• **Task requirements**
From the records below, work out how many lines carry the string "Naming". Leave out everything but the number.
-*-*-
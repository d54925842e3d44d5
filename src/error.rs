//! Error types for the composition core.
//!
//! Two failure classes exist. Structural misuse – addressing a node through
//! a stale or foreign handle – fails fast and is always surfaced. Render
//! backend failures propagate unmodified; the core performs no retries.
//! Malformed *optional* inputs (empty column-width strings, zero font
//! sizes, absent colors) are not errors at all: they resolve to the
//! process defaults.

use thiserror::Error;

use crate::render::RenderError;

/// Result type alias for composition operations.
pub type Result<T> = std::result::Result<T, Error>;

#[derive(Debug, Error)]
pub enum Error {
    /// A section handle does not belong to this document.
    #[error("unknown section handle {0}")]
    UnknownSection(usize),

    /// A table handle does not belong to this document.
    #[error("unknown table handle {0}")]
    UnknownTable(usize),

    /// A row handle points past the end of its table.
    #[error("row {row} out of bounds for table {table}")]
    UnknownRow { table: usize, row: usize },

    /// A cell handle points past the end of its row.
    #[error("cell {cell} out of bounds for table {table} row {row}")]
    UnknownCell {
        table: usize,
        row: usize,
        cell: usize,
    },

    /// The render backend rejected the tree or failed internally.
    #[error(transparent)]
    Render(#[from] RenderError),

    /// The tree could not be (de)serialised.
    #[error("layout tree serialisation error: {0}")]
    Serialize(#[from] serde_json::Error),
}
use crate::mcts::node::{NodeId, SearchTree};

/// Adds one visit and `outcome` to `leaf` and to every ancestor up to the root.
///
/// The outcome is agent-centric and is applied unchanged at every depth; there
/// is no sign flip between plies.
///
/// # Arguments
/// * `tree` - Tree of the current decision
/// * `leaf` - Node the rollout started from
/// * `outcome` - Rollout score for the agent: +1, 0 or -1
///
/// # Returns
/// Number of nodes updated
pub fn backpropagate<M: Clone + PartialEq>(
    tree: &mut SearchTree<M>,
    leaf: NodeId,
    outcome: f64,
) -> usize {
    let mut updated = 0;
    let mut current = Some(leaf);
    while let Some(id) = current {
        let node = tree.node_mut(id);
        node.record(outcome);
        updated += 1;
        current = node.parent();
    }
    updated
}

#[cfg(test)]
mod tests {
    use super::*;

    fn chain(depth: usize) -> (SearchTree<usize>, Vec<NodeId>) {
        let mut tree = SearchTree::new();
        let mut ids = vec![tree.root()];
        for d in 0..depth {
            let parent = *ids.last().unwrap();
            ids.push(tree.add_child(parent, d));
        }
        (tree, ids)
    }

    #[test]
    fn test_updates_every_ancestor_exactly_once() {
        let (mut tree, ids) = chain(4);
        let leaf = *ids.last().unwrap();

        let updated = backpropagate(&mut tree, leaf, -1.0);

        assert_eq!(updated, 5);
        for &id in &ids {
            assert_eq!(tree.node(id).visits(), 1);
            assert_eq!(tree.node(id).value(), -1.0);
        }
    }

    #[test]
    fn test_siblings_untouched() {
        let (mut tree, ids) = chain(2);
        let sibling = tree.add_child(ids[1], 42);

        backpropagate(&mut tree, ids[2], 1.0);

        assert_eq!(tree.node(sibling).visits(), 0);
        assert_eq!(tree.node(sibling).value(), 0.0);
        assert_eq!(tree.node(ids[1]).visits(), 1);
    }

    #[test]
    fn test_outcome_is_not_negated_per_ply() {
        let (mut tree, ids) = chain(3);
        backpropagate(&mut tree, ids[3], 1.0);
        backpropagate(&mut tree, ids[3], 1.0);
        backpropagate(&mut tree, ids[2], -1.0);

        assert_eq!(tree.node(ids[3]).value(), 2.0);
        assert_eq!(tree.node(ids[2]).value(), 1.0);
        assert_eq!(tree.node(ids[0]).visits(), 3);
        assert_eq!(tree.node(ids[0]).value(), 1.0);
    }

    #[test]
    fn test_root_only() {
        let mut tree: SearchTree<usize> = SearchTree::new();
        let root = tree.root();
        assert_eq!(backpropagate(&mut tree, root, 0.0), 1);
        assert_eq!(tree.root_node().visits(), 1);
    }
}
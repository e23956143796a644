use crate::game::board_state::BoardState;
use crate::mcts::node::{NodeId, SearchTree};

/// Materializes the children of `node` from the legal moves of `board`.
///
/// A move already present anywhere in the tree is skipped with a warning, so
/// a move identifies at most one node. A node that is already expanded is
/// left untouched.
///
/// # Arguments
/// * `tree` - Tree of the current decision
/// * `node` - Node to expand
/// * `board` - Position `node` represents
///
/// # Returns
/// Number of children created
pub fn expand<B: BoardState>(tree: &mut SearchTree<B::Move>, node: NodeId, board: &B) -> usize {
    if tree.node(node).is_expanded() {
        return 0;
    }

    let mut created = 0;
    for legal_move in board.legal_moves() {
        if tree.find_by_move(&legal_move).is_some() {
            log::warn!("Already expanded this legal move somehow: {}", legal_move);
            continue;
        }
        tree.add_child(node, legal_move);
        created += 1;
    }
    tree.node_mut(node).mark_expanded();

    log::trace!("Expanded node {:?} with {} children", node, created);
    created
}
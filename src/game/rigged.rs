//! Tic-tac-toe whose behaviour inside rollout workers can be sabotaged.
//!
//! The mode travels in the snapshot as a one-letter prefix, so a worker that
//! rebuilds the board from the snapshot inherits it.

use std::time::Duration;

use crate::game::board_state::{BoardError, BoardState};
use crate::game::tictactoe::{Cell, Mark, TicTacToe};

#[derive(Debug, Clone, Copy, PartialEq, Eq)]
pub(crate) enum Mode {
    Normal,
    /// Every rebuild from a snapshot panics
    Panic,
    /// Every move takes 200ms
    Slow,
    /// Opening in the corner (cell 0) panics
    PoisonOpening,
    /// Answering in the corner (cell 0) on the second ply panics
    PoisonReply,
}

impl Mode {
    fn tag(self) -> char {
        match self {
            Mode::Normal => 'N',
            Mode::Panic => 'P',
            Mode::Slow => 'S',
            Mode::PoisonOpening => 'C',
            Mode::PoisonReply => 'R',
        }
    }
}

#[derive(Debug, Clone)]
pub(crate) struct Rigged {
    inner: TicTacToe,
    mode: Mode,
}

impl Rigged {
    pub(crate) fn new(mode: Mode) -> Self {
        Self {
            inner: TicTacToe::new(),
            mode,
        }
    }
}

impl BoardState for Rigged {
    type Move = Cell;
    type Player = Mark;

    fn serialize(&self) -> String {
        format!("{}{}", self.mode.tag(), self.inner.serialize())
    }

    fn deserialize(snapshot: &str) -> Result<Self, BoardError> {
        let mut chars = snapshot.chars();
        let mode = match chars.next() {
            Some('N') => Mode::Normal,
            Some('S') => Mode::Slow,
            Some('C') => Mode::PoisonOpening,
            Some('R') => Mode::PoisonReply,
            Some('P') => panic!("rigged board exploded"),
            _ => {
                return Err(BoardError::InvalidSnapshot {
                    snapshot: snapshot.to_string(),
                    reason: "missing tag".to_string(),
                })
            }
        };
        Ok(Self {
            inner: TicTacToe::deserialize(chars.as_str())?,
            mode,
        })
    }

    fn legal_moves(&self) -> Vec<Cell> {
        self.inner.legal_moves()
    }

    fn apply_move(&mut self, mv: &Cell) -> Result<(), BoardError> {
        match self.mode {
            Mode::Slow => std::thread::sleep(Duration::from_millis(200)),
            Mode::PoisonOpening if *mv == Cell(0) && self.inner.ply_count() == 0 => {
                panic!("corner opening is poisoned")
            }
            Mode::PoisonReply if *mv == Cell(0) && self.inner.ply_count() == 1 => {
                panic!("corner reply is poisoned")
            }
            _ => {}
        }
        self.inner.apply_move(mv)
    }

    fn is_terminal(&self) -> bool {
        self.inner.is_terminal()
    }

    fn is_checkmate(&self) -> bool {
        self.inner.is_checkmate()
    }

    fn side_to_move(&self) -> Mark {
        self.inner.side_to_move()
    }

    fn ply_count(&self) -> usize {
        self.inner.ply_count()
    }

    fn move_history(&self) -> &[Cell] {
        self.inner.move_history()
    }
}
use std::path::Path;

use flexi_logger::{
    colored_default_format, opt_format, Cleanup, Criterion, Duplicate, FileSpec, FlexiLoggerError,
    Logger, LoggerHandle, Naming,
};

/// Starts the global logger.
///
/// `RUST_LOG` overrides `default_spec`. Without a directory, logs go to stderr
/// in color; with one, they go to size-rotated files there and warnings are
/// duplicated to stderr. Keep the returned handle alive for the whole run.
pub fn setup_logging(
    log_dir: Option<&Path>,
    default_spec: &str,
) -> Result<LoggerHandle, FlexiLoggerError> {
    let logger = Logger::try_with_env_or_str(default_spec)?;

    match log_dir {
        None => logger.format(colored_default_format).start(),
        Some(dir) => logger
            .log_to_file(FileSpec::default().directory(dir).basename("mcts-agent"))
            .format(opt_format)
            .duplicate_to_stderr(Duplicate::Warn)
            .rotate(
                Criterion::Size(10 * 1024 * 1024),
                Naming::Numbers,
                Cleanup::KeepLogFiles(1),
            )
            .start(),
    }
}
/// MCTS agent vs random baseline
///
/// Plays one game of tic-tac-toe between the MCTS agent and a uniformly
/// random opponent, logging every decision, then writes the move log.
use clap::Parser;
use std::error::Error;
use std::path::PathBuf;

use mcts_agent::agents::{Agent, MctsAgent, RandomAgent};
use mcts_agent::game::{write_game_log, BoardState, Mark, TicTacToe};
use mcts_agent::logging::setup_logging;
use mcts_agent::mcts::{ExpansionPolicy, MctsConfig};

#[derive(clap::ValueEnum, Clone, Copy, Debug, PartialEq, Eq)]
enum Side {
    X,
    O,
}

impl From<Side> for Mark {
    fn from(side: Side) -> Self {
        match side {
            Side::X => Mark::X,
            Side::O => Mark::O,
        }
    }
}

#[derive(Parser, Debug)]
#[command(
    name = "mcts-agent",
    version,
    about = "Play the MCTS agent against a random opponent"
)]
struct Args {
    /// JSON search configuration; the flags below override its fields
    #[arg(short, long)]
    config: Option<PathBuf>,

    /// Time budget per MCTS decision, in milliseconds
    #[arg(short, long)]
    time_limit_ms: Option<u64>,

    /// UCB1 exploration constant
    #[arg(long)]
    exploration: Option<f64>,

    /// Rollout workers (default: all cores but two)
    #[arg(short, long)]
    workers: Option<usize>,

    /// Search rounds to finish even past the time budget
    #[arg(long)]
    min_iterations: Option<usize>,

    /// Cap on rollout length; capped rollouts score as draws
    #[arg(long)]
    max_plies: Option<usize>,

    /// Expand only the root, keeping the tree one level deep
    #[arg(long, default_value_t = false)]
    root_only: bool,

    /// RNG seed for reproducible games
    #[arg(short = 'r', long)]
    seed: Option<u64>,

    /// Side played by the MCTS agent (X moves first)
    #[arg(long, value_enum, default_value = "x")]
    mcts_side: Side,

    /// Where to write the move log
    #[arg(short, long, default_value = "game.txt")]
    output: PathBuf,

    /// Log to rotating files in this directory instead of stderr
    #[arg(long)]
    log_dir: Option<PathBuf>,
}

impl Args {
    fn search_config(&self) -> mcts_agent::Result<MctsConfig> {
        let mut config = match &self.config {
            Some(path) => MctsConfig::from_json_file(path)?,
            None => MctsConfig::default(),
        };

        if let Some(time_limit_ms) = self.time_limit_ms {
            config.time_limit_ms = time_limit_ms;
        }
        if let Some(c) = self.exploration {
            config.exploration_constant = c;
        }
        if self.workers.is_some() {
            config.num_workers = self.workers;
        }
        if let Some(min_iterations) = self.min_iterations {
            config.min_iterations = min_iterations;
        }
        if self.max_plies.is_some() {
            config.max_rollout_plies = self.max_plies;
        }
        if self.root_only {
            config.expansion = ExpansionPolicy::RootOnly;
        }
        if self.seed.is_some() {
            config.seed = self.seed;
        }

        config.validate()?;
        Ok(config)
    }
}

fn main() -> Result<(), Box<dyn Error>> {
    let args = Args::parse();
    let _logger = setup_logging(args.log_dir.as_deref(), "info")?;

    let config = args.search_config()?;
    let mcts_side = Mark::from(args.mcts_side);

    log::info!("🎮 MCTS ({}) vs random ({})", mcts_side, mcts_side.opponent());
    log::info!("   {}", config.to_config_string());

    let random_seed = config.seed.map(|seed| seed.wrapping_add(1));
    let mut mcts = MctsAgent::<TicTacToe>::new(mcts_side, config)?;
    let mut random = RandomAgent::<TicTacToe>::new(mcts_side.opponent(), random_seed);

    let mut board = TicTacToe::new();
    while !board.is_terminal() {
        let to_move = board.side_to_move();
        let mv = if to_move == mcts_side {
            mcts.select_action(&board)?
        } else {
            random.select_action(&board)?
        };
        board.apply_move(&mv)?;

        let strategy = if to_move == mcts_side {
            mcts.strategy()
        } else {
            random.strategy()
        };
        log::info!("{} ({}) plays {}\n{}", to_move, strategy, mv, board);
        if to_move == mcts_side {
            log::info!(
                "📊 sims this move: {}, games simulated: {}, rollouts: {}, positions sampled: {}",
                mcts.current_board_sims(),
                mcts.games_simulated(),
                mcts.rollouts(),
                mcts.positions_sampled()
            );
        }
    }

    match board.winner() {
        Some(mark) if mark == mcts_side => log::info!("🏆 MCTS ({}) wins", mark),
        Some(mark) => log::info!("🎲 Random ({}) wins", mark),
        None => log::info!("🤝 Draw"),
    }

    write_game_log(&args.output, board.move_history())?;
    log::info!("💾 Move log written to {}", args.output.display());
    Ok(())
}
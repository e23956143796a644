//! Move-selecting agents
//!
//! Every agent plays one side and answers [`Agent::select_action`] for the
//! positions where that side is to move.

pub mod mcts_agent;
pub mod random_agent;

pub use mcts_agent::{MctsAgent, SearchPhase};
pub use random_agent::RandomAgent;

use crate::game::board_state::BoardState;
use crate::Result;

pub trait Agent<B: BoardState> {
    /// The side this agent plays.
    fn player(&self) -> B::Player;

    /// Short strategy label for logs ("mcts", "random").
    fn strategy(&self) -> &'static str;

    /// Picks a move for `board`.
    ///
    /// # Errors
    /// [`crate::MctsError::InvalidTurn`] when `board` is not waiting on
    /// [`Agent::player`].
    fn select_action(&mut self, board: &B) -> Result<B::Move>;
}

/// Turn check shared by the agents.
pub(crate) fn ensure_turn<B: BoardState>(player: B::Player, board: &B) -> Result<()> {
    let to_move = board.side_to_move();
    if to_move != player {
        return Err(crate::MctsError::InvalidTurn {
            expected: player.to_string(),
            actual: to_move.to_string(),
        });
    }
    Ok(())
}
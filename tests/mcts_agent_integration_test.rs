//! End-to-end games through the public agent API

use mcts_agent::agents::{Agent, MctsAgent, RandomAgent};
use mcts_agent::game::{write_game_log, BoardState, Cell, Mark, TicTacToe};
use mcts_agent::mcts::MctsConfig;
use mcts_agent::MctsError;

fn fast_config(seed: u64) -> MctsConfig {
    MctsConfig {
        time_limit_ms: 40,
        num_workers: Some(2),
        seed: Some(seed),
        ..Default::default()
    }
}

#[test]
fn test_full_game_against_random_writes_log() {
    let dir = tempfile::tempdir().unwrap();
    let log_path = dir.path().join("game.txt");

    let mut board = TicTacToe::new();
    let mut mcts = MctsAgent::<TicTacToe>::new(Mark::X, fast_config(1)).unwrap();
    let mut random = RandomAgent::<TicTacToe>::new(Mark::O, Some(2));

    while !board.is_terminal() {
        let mv = if board.side_to_move() == Mark::X {
            mcts.select_action(&board).unwrap()
        } else {
            random.select_action(&board).unwrap()
        };
        assert!(board.legal_moves().contains(&mv));
        board.apply_move(&mv).unwrap();
    }

    assert!(mcts.games_simulated() > 0);
    assert!(mcts.rollouts() >= mcts.games_simulated());

    write_game_log(&log_path, board.move_history()).unwrap();
    let written = std::fs::read_to_string(&log_path).unwrap();
    assert_eq!(written.lines().count(), board.ply_count());
}

#[test]
fn test_agent_blocks_or_wins_against_obvious_threat() {
    // O to move: X threatens 0-1-2, O wins at 5 with 3-4-5
    let board = TicTacToe::deserialize("XX.OO.X.. O").unwrap();
    let config = MctsConfig {
        time_limit_ms: 300,
        ..fast_config(3)
    };
    let mut agent = MctsAgent::from_board(&board, config).unwrap();

    assert_eq!(agent.select_action(&board).unwrap(), Cell(5));
}

#[test]
fn test_wrong_side_is_rejected() {
    let board = TicTacToe::new();
    let mut agent = MctsAgent::<TicTacToe>::new(Mark::O, fast_config(4)).unwrap();

    let err = agent.select_action(&board).unwrap_err();
    assert!(matches!(err, MctsError::InvalidTurn { .. }));
}

#[test]
fn test_root_children_cover_legal_moves() {
    let mut board = TicTacToe::new();
    board.apply_move(&Cell(4)).unwrap();
    let mut agent = MctsAgent::from_board(&board, fast_config(5)).unwrap();

    agent.select_action(&board).unwrap();

    let tree = agent.tree();
    let root_moves: Vec<Cell> = tree
        .root_node()
        .children()
        .iter()
        .map(|&id| *tree.node(id).mv().unwrap())
        .collect();
    assert_eq!(root_moves, board.legal_moves());

    let child_visits: u64 = tree
        .root_node()
        .children()
        .iter()
        .map(|&id| tree.node(id).visits())
        .sum();
    assert_eq!(child_visits, tree.root_node().visits());
    assert_eq!(agent.current_board_sims(), tree.root_node().visits());
}
//! UCB1 selection
//!
//! Every node below the root competes, not only the frontier: a deep,
//! well-visited node is scored against shallow unexplored ones with the same
//! formula. Candidates are scanned in arena (creation) order and the first
//! maximum wins, so shallower and older nodes take ties.

use crate::mcts::node::{NodeId, SearchTree};
use crate::{MctsError, Result};

/// UCB1 with a visit floor of one on both counts:
///
/// `value / max(n,1) + c × sqrt(ln(max(N,1)) / max(n,1))`
///
/// # Arguments
/// * `value` - Accumulated outcome of the node
/// * `visits` - Visits of the node (n)
/// * `tree_visits` - Visits of the root (N)
/// * `exploration_constant` - C, ≈√2 by default
pub fn ucb1_score(value: f64, visits: u64, tree_visits: u64, exploration_constant: f64) -> f64 {
    let visits = visits.max(1) as f64;
    let tree_visits = tree_visits.max(1) as f64;
    value / visits + exploration_constant * (tree_visits.ln() / visits).sqrt()
}

/// Picks the node to roll out next.
///
/// Nodes whose rollout failed earlier in the decision are left out; every
/// other node below the root competes. Scores are cached in `last_score` for
/// diagnostics and are never read back here.
///
/// # Arguments
/// * `tree` - Tree of the current decision
/// * `exploration_constant` - UCB1 exploration constant
///
/// # Returns
/// The candidate with the highest UCB1 score, the first one in creation
/// order on ties
///
/// # Errors
/// [`MctsError::EmptySelection`] when no candidate is left.
pub fn select_node<M: Clone + PartialEq>(
    tree: &mut SearchTree<M>,
    exploration_constant: f64,
) -> Result<NodeId> {
    let tree_visits = tree.root_node().visits();
    let mut best_score = f64::NEG_INFINITY;
    let mut best = None;

    let candidates: Vec<NodeId> = tree
        .nodes_below_root()
        .filter(|&id| !tree.is_failed(id))
        .collect();
    for id in candidates {
        let node = tree.node_mut(id);
        let score = ucb1_score(node.value(), node.visits(), tree_visits, exploration_constant);
        node.last_score = score;

        if best.is_none() || score > best_score {
            best_score = score;
            best = Some(id);
        }
    }

    best.ok_or(MctsError::EmptySelection)
}

#[cfg(test)]
mod tests {
    use super::*;
    use assert_matches::assert_matches;

    fn tree_with_children(stats: &[(u64, f64)], root_visits: u64) -> SearchTree<usize> {
        let mut tree = SearchTree::new();
        for (i, &(visits, value)) in stats.iter().enumerate() {
            let id = tree.add_child(tree.root(), i);
            tree.node_mut(id).set_stats(visits, value);
        }
        let root = tree.root();
        tree.node_mut(root).set_stats(root_visits, 0.0);
        tree
    }

    #[test]
    fn test_ucb1_floors() {
        // ln(1) = 0, so an untouched tree scores exploitation only
        assert_eq!(ucb1_score(0.0, 0, 0, 1.41), 0.0);
        assert_eq!(ucb1_score(3.0, 0, 0, 1.41), 3.0);

        let expected = 2.0 / 4.0 + 1.41 * ((10f64).ln() / 4.0).sqrt();
        assert!((ucb1_score(2.0, 4, 10, 1.41) - expected).abs() < 1e-12);
    }

    #[test]
    fn test_empty_tree_is_an_error() {
        let mut tree: SearchTree<usize> = SearchTree::new();
        assert_matches!(select_node(&mut tree, 1.41), Err(MctsError::EmptySelection));
    }

    #[test]
    fn test_matches_closed_form_argmax() {
        let stats = [(5, 2.0), (1, -1.0), (3, 3.0), (0, 0.0), (8, 1.0)];
        let mut tree = tree_with_children(&stats, 17);

        let expected = stats
            .iter()
            .enumerate()
            .map(|(i, &(n, w))| (i, ucb1_score(w, n, 17, 1.41)))
            .fold((usize::MAX, f64::NEG_INFINITY), |best, (i, s)| {
                if s > best.1 {
                    (i, s)
                } else {
                    best
                }
            });

        let selected = select_node(&mut tree, 1.41).unwrap();
        assert_eq!(tree.node(selected).mv(), Some(&expected.0));
    }

    #[test]
    fn test_ties_go_to_first_in_creation_order() {
        let mut tree = tree_with_children(&[(0, 0.0), (0, 0.0), (0, 0.0)], 0);
        let selected = select_node(&mut tree, 1.41).unwrap();
        assert_eq!(tree.node(selected).mv(), Some(&0));
    }

    #[test]
    fn test_failed_nodes_are_skipped() {
        let mut tree = tree_with_children(&[(0, 0.0), (0, 0.0), (0, 0.0)], 0);
        let children = tree.root_node().children().to_vec();

        tree.mark_failed(children[0]);
        assert_eq!(select_node(&mut tree, 1.41).unwrap(), children[1]);

        tree.mark_failed(children[1]);
        tree.mark_failed(children[2]);
        assert_matches!(select_node(&mut tree, 1.41), Err(MctsError::EmptySelection));
    }

    #[test]
    fn test_deep_nodes_compete_with_shallow_ones() {
        let mut tree = tree_with_children(&[(10, -5.0), (10, -5.0)], 20);
        let first = tree.root_node().children()[0];
        let deep = tree.add_child(first, 99);
        tree.node_mut(deep).set_stats(2, 2.0);

        let selected = select_node(&mut tree, 1.41).unwrap();
        assert_eq!(selected, deep);
    }

    #[test]
    fn test_scores_cached_without_feedback() {
        let mut tree = tree_with_children(&[(2, 1.0), (1, 1.0)], 3);

        let first = select_node(&mut tree, 1.41).unwrap();
        let cached: Vec<f64> = tree
            .nodes_below_root()
            .map(|id| tree.node(id).last_score)
            .collect();
        let second = select_node(&mut tree, 1.41).unwrap();

        assert_eq!(first, second);
        for (id, score) in tree.nodes_below_root().zip(cached) {
            assert_eq!(tree.node(id).last_score, score);
            assert!(score.is_finite());
        }
    }

    #[test]
    fn test_zero_exploration_is_greedy() {
        let mut tree = tree_with_children(&[(4, 1.0), (4, 3.0), (1, 0.0)], 9);
        let selected = select_node(&mut tree, 0.0).unwrap();
        assert_eq!(tree.node(selected).mv(), Some(&1));
    }
}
-*-*-
• **Output for this exercise**
2